[Excerpts from a dataset]
————————
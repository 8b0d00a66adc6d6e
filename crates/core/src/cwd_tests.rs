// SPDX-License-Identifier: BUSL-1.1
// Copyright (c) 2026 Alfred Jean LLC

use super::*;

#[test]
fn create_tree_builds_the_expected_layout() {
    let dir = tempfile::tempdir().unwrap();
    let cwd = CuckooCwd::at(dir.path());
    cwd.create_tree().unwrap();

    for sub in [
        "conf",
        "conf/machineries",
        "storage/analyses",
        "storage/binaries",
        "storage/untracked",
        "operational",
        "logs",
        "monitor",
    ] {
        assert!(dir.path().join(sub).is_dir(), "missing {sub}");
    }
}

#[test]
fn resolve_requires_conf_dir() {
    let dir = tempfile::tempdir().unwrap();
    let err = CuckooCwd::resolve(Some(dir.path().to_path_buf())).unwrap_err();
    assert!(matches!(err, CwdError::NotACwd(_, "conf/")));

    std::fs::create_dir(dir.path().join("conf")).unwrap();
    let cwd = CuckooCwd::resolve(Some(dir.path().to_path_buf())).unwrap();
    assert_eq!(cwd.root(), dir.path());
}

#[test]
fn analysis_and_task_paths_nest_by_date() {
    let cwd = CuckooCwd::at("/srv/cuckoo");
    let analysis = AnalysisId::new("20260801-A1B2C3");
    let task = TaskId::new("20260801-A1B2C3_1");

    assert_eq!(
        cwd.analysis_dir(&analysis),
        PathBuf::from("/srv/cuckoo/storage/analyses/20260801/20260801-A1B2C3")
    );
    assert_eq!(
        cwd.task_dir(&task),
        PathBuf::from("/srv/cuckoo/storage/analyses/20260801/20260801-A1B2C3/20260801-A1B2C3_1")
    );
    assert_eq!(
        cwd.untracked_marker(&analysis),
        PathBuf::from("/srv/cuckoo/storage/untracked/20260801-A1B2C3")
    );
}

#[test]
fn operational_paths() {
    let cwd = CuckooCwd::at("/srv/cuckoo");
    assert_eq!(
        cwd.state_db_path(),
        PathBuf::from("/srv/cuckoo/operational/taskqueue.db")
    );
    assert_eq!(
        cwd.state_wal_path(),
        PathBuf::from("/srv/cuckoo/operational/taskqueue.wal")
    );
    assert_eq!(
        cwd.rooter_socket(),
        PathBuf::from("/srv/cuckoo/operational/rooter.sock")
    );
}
————————
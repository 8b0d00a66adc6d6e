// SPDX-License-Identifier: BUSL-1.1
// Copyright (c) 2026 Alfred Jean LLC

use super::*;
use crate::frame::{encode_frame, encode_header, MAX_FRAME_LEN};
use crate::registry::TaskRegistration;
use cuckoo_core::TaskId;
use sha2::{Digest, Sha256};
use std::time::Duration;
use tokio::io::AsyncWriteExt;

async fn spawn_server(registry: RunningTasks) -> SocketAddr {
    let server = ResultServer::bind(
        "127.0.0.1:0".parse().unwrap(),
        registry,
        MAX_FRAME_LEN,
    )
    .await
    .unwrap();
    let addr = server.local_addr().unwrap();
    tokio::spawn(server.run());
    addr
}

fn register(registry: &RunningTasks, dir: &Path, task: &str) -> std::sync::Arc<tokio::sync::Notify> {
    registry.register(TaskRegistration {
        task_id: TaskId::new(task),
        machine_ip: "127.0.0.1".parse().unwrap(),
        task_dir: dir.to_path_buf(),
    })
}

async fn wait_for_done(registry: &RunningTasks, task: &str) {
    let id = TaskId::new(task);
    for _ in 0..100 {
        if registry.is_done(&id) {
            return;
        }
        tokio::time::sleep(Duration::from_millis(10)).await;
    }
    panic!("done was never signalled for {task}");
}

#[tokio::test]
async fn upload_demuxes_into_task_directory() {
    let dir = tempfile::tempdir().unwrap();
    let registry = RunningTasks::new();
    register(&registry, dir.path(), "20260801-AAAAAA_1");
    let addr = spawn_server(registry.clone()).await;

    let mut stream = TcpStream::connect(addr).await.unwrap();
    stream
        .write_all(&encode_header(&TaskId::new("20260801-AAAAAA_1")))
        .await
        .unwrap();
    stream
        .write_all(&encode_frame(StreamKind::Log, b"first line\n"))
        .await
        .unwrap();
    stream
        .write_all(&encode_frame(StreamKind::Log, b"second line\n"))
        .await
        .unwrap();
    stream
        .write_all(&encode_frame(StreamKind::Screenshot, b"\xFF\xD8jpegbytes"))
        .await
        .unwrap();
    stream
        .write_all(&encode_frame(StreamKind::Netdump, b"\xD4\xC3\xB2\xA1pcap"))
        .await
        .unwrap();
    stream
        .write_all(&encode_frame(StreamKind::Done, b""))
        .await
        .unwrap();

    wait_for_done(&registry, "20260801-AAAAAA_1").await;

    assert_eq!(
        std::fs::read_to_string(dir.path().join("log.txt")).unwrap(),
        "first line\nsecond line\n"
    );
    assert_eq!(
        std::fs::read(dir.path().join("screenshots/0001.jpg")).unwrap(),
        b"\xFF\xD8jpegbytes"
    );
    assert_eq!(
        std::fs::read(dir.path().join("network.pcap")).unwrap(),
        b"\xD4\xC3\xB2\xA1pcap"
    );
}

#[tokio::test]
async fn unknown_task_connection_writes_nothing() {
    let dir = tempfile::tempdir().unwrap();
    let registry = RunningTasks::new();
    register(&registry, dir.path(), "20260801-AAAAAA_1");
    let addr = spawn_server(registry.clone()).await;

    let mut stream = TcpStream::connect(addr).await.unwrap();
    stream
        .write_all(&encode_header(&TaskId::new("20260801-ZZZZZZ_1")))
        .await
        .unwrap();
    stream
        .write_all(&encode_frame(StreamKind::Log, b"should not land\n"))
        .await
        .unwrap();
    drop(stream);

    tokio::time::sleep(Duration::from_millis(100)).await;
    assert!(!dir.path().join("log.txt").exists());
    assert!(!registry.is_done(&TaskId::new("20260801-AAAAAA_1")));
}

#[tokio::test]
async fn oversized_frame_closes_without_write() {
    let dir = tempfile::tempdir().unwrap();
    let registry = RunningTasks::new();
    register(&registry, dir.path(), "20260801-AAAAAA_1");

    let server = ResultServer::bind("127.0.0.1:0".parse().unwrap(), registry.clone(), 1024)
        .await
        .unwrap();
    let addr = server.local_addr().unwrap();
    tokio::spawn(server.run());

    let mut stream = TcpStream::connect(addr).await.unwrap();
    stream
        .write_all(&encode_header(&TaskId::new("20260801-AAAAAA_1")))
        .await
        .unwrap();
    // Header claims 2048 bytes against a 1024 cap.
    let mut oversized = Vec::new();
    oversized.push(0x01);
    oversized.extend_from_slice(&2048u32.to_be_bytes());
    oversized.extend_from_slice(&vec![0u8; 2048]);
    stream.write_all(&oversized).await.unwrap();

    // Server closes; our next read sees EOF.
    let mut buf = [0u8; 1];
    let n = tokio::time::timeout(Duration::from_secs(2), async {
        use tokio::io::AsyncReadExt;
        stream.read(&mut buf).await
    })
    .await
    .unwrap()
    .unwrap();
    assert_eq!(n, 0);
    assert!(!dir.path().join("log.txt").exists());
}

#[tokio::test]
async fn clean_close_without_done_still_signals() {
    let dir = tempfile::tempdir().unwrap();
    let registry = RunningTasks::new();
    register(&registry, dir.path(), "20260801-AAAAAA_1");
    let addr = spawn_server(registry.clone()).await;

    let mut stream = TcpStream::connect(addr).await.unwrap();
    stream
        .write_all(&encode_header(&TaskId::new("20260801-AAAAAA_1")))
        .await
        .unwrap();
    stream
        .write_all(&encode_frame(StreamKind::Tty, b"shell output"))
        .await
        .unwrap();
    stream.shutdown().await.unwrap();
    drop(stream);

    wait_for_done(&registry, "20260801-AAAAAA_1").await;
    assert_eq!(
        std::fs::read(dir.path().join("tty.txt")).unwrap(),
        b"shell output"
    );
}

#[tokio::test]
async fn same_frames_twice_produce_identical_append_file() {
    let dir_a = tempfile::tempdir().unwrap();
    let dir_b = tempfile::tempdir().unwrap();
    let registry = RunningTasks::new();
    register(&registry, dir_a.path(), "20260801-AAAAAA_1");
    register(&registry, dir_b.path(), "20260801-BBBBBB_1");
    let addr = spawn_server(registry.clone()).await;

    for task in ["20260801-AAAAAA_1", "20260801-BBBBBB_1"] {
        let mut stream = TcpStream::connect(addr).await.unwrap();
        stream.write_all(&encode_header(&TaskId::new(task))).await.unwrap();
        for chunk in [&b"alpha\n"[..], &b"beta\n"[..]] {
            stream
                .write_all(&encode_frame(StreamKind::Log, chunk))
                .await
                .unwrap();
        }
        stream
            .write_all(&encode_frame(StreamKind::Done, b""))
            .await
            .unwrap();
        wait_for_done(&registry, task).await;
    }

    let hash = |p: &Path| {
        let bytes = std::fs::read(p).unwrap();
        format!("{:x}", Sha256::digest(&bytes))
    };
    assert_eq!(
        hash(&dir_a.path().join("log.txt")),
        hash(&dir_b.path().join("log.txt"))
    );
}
————————
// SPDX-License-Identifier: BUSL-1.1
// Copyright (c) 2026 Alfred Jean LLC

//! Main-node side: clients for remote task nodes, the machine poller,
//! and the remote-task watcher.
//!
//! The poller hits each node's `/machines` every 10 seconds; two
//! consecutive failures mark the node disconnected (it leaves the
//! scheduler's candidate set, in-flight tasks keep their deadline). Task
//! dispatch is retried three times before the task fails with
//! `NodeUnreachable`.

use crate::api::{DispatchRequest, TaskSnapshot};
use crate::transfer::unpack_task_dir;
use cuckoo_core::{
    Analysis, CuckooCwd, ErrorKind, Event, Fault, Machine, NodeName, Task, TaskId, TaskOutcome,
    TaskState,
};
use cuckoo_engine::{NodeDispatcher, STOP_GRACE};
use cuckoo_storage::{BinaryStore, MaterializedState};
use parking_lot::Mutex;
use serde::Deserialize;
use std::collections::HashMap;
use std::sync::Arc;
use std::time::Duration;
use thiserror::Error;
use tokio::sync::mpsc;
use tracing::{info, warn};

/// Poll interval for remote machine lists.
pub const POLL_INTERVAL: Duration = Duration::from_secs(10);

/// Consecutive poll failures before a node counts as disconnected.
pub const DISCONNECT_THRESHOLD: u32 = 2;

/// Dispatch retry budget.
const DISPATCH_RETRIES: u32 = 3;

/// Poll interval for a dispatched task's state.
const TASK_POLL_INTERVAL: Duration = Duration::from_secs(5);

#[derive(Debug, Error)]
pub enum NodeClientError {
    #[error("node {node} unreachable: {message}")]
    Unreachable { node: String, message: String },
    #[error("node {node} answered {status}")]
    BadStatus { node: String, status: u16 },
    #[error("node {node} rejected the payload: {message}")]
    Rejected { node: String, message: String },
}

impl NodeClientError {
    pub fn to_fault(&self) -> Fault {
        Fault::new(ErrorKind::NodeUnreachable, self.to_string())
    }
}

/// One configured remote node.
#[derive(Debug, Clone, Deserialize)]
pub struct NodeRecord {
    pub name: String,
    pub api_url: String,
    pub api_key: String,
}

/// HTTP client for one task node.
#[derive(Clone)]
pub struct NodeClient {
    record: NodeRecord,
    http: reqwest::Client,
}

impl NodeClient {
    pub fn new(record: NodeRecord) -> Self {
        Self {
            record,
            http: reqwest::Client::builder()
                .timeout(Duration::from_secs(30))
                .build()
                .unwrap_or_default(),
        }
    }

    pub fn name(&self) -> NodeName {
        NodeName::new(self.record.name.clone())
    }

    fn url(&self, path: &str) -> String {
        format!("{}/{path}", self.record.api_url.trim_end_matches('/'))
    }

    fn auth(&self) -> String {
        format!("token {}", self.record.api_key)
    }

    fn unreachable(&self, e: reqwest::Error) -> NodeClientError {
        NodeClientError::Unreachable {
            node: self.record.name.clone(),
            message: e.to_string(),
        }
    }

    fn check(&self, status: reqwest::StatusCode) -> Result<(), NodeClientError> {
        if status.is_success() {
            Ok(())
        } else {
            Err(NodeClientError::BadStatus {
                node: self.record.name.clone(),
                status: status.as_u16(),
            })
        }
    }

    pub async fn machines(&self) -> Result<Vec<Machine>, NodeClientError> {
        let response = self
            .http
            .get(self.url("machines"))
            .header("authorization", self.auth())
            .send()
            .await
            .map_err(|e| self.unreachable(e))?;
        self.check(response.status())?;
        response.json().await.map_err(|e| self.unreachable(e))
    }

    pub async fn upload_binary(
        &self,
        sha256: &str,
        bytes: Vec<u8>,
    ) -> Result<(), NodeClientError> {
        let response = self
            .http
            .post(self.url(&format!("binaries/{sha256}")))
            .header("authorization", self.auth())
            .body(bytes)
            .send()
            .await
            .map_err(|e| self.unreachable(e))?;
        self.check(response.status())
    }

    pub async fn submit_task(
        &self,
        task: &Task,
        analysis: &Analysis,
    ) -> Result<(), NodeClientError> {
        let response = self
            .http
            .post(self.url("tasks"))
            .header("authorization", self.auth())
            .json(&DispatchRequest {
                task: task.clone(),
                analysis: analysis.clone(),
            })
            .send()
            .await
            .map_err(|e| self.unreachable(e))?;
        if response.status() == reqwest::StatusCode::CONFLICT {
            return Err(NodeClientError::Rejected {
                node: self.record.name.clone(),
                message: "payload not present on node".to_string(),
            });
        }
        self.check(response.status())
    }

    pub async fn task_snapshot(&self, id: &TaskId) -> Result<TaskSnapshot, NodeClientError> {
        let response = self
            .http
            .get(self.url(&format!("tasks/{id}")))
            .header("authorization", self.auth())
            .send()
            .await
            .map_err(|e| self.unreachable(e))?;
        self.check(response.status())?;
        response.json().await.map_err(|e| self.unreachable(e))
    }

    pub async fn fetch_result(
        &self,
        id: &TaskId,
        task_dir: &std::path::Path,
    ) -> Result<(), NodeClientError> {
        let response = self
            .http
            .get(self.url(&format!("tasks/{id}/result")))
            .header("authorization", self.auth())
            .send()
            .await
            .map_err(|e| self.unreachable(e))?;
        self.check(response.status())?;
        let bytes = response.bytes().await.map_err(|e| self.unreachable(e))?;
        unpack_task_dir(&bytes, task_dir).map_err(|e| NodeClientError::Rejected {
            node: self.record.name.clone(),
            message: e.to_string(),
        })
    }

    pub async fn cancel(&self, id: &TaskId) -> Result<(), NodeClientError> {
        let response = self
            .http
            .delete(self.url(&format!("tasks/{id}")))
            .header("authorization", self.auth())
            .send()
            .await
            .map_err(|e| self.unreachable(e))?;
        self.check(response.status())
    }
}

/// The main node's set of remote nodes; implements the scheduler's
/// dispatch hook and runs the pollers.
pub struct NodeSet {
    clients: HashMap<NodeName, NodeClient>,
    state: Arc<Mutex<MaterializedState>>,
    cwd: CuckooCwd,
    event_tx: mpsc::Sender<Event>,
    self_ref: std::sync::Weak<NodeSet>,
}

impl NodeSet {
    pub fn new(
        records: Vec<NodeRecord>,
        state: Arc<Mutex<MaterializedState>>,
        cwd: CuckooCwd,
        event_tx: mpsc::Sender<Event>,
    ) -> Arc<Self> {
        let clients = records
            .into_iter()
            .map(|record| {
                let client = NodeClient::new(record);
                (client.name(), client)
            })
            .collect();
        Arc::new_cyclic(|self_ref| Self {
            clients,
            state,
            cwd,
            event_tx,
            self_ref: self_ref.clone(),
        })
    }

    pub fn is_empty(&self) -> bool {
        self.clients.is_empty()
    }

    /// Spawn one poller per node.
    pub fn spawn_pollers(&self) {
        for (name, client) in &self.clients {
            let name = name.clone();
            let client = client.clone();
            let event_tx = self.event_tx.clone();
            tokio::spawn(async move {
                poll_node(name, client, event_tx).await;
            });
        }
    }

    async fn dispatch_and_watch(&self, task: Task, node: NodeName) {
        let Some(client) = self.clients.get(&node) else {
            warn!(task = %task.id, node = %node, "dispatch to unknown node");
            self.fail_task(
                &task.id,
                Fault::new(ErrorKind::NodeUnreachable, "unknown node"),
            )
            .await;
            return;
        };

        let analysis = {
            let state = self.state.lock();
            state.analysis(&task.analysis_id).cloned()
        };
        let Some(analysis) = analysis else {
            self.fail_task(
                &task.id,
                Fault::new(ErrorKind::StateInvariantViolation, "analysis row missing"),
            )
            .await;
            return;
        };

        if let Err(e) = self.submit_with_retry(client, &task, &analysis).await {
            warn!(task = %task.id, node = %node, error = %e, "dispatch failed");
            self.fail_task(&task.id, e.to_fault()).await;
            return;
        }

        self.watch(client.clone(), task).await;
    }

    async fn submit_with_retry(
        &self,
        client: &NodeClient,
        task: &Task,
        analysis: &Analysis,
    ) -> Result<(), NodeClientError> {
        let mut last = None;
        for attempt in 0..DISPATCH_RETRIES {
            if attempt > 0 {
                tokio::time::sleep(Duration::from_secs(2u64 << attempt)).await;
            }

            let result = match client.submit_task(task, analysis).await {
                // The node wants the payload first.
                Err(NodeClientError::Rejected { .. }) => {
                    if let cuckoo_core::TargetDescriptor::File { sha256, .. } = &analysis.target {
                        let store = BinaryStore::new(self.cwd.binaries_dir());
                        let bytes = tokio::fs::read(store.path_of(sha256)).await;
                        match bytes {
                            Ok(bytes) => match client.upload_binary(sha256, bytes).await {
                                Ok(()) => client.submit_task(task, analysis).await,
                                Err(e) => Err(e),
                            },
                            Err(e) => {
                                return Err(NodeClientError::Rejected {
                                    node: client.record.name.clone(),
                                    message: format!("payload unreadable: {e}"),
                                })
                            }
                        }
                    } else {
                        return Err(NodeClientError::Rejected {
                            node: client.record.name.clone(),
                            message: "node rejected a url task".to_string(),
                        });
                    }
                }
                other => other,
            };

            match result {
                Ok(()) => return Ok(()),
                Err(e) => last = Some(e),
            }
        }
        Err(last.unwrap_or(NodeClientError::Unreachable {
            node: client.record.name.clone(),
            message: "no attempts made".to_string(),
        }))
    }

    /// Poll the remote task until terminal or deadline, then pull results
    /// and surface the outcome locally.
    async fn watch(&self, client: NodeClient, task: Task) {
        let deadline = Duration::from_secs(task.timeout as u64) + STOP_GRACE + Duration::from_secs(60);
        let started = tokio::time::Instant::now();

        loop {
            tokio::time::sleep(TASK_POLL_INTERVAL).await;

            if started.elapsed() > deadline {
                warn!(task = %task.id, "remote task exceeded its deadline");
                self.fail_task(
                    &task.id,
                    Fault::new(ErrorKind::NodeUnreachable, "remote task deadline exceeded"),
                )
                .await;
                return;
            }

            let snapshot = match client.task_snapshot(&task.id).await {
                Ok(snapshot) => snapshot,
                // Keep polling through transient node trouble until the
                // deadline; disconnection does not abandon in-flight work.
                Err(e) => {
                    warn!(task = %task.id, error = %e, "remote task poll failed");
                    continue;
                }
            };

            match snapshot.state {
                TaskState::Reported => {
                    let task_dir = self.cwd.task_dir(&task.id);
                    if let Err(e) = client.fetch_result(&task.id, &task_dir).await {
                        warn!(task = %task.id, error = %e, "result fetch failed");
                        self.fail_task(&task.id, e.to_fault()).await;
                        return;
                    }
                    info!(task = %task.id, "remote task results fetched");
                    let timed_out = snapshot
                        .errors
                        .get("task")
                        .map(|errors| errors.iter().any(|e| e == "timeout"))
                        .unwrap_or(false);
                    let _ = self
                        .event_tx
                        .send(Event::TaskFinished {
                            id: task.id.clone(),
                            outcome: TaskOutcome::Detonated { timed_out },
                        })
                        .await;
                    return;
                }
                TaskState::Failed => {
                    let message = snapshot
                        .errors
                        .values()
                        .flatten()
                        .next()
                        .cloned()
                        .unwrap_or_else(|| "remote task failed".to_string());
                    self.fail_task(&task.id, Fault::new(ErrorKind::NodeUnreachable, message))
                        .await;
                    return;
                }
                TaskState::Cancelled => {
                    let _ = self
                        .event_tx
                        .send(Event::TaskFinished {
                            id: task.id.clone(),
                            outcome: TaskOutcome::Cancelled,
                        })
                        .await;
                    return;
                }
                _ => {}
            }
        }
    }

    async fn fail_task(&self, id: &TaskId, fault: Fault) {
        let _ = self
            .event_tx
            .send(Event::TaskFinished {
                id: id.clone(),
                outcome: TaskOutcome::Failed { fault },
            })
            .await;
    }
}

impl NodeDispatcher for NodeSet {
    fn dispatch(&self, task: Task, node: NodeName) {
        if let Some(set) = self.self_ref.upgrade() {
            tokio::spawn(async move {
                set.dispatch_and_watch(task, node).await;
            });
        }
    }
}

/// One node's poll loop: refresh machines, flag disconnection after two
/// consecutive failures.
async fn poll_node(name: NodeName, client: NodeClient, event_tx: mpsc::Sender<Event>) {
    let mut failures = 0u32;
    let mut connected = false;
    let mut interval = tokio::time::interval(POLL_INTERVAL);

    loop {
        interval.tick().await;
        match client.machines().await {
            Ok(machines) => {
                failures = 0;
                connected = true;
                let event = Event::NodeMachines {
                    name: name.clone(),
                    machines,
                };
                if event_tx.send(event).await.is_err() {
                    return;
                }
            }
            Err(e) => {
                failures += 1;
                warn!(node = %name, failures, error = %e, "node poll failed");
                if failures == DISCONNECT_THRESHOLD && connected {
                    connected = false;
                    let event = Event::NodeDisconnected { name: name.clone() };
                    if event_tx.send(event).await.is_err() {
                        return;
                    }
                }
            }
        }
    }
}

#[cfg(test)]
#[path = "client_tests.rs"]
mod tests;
————————
§ What the task requires
Within the data, how many lines hold the string "next"? Answer with the number and nothing more.

§ Task output
2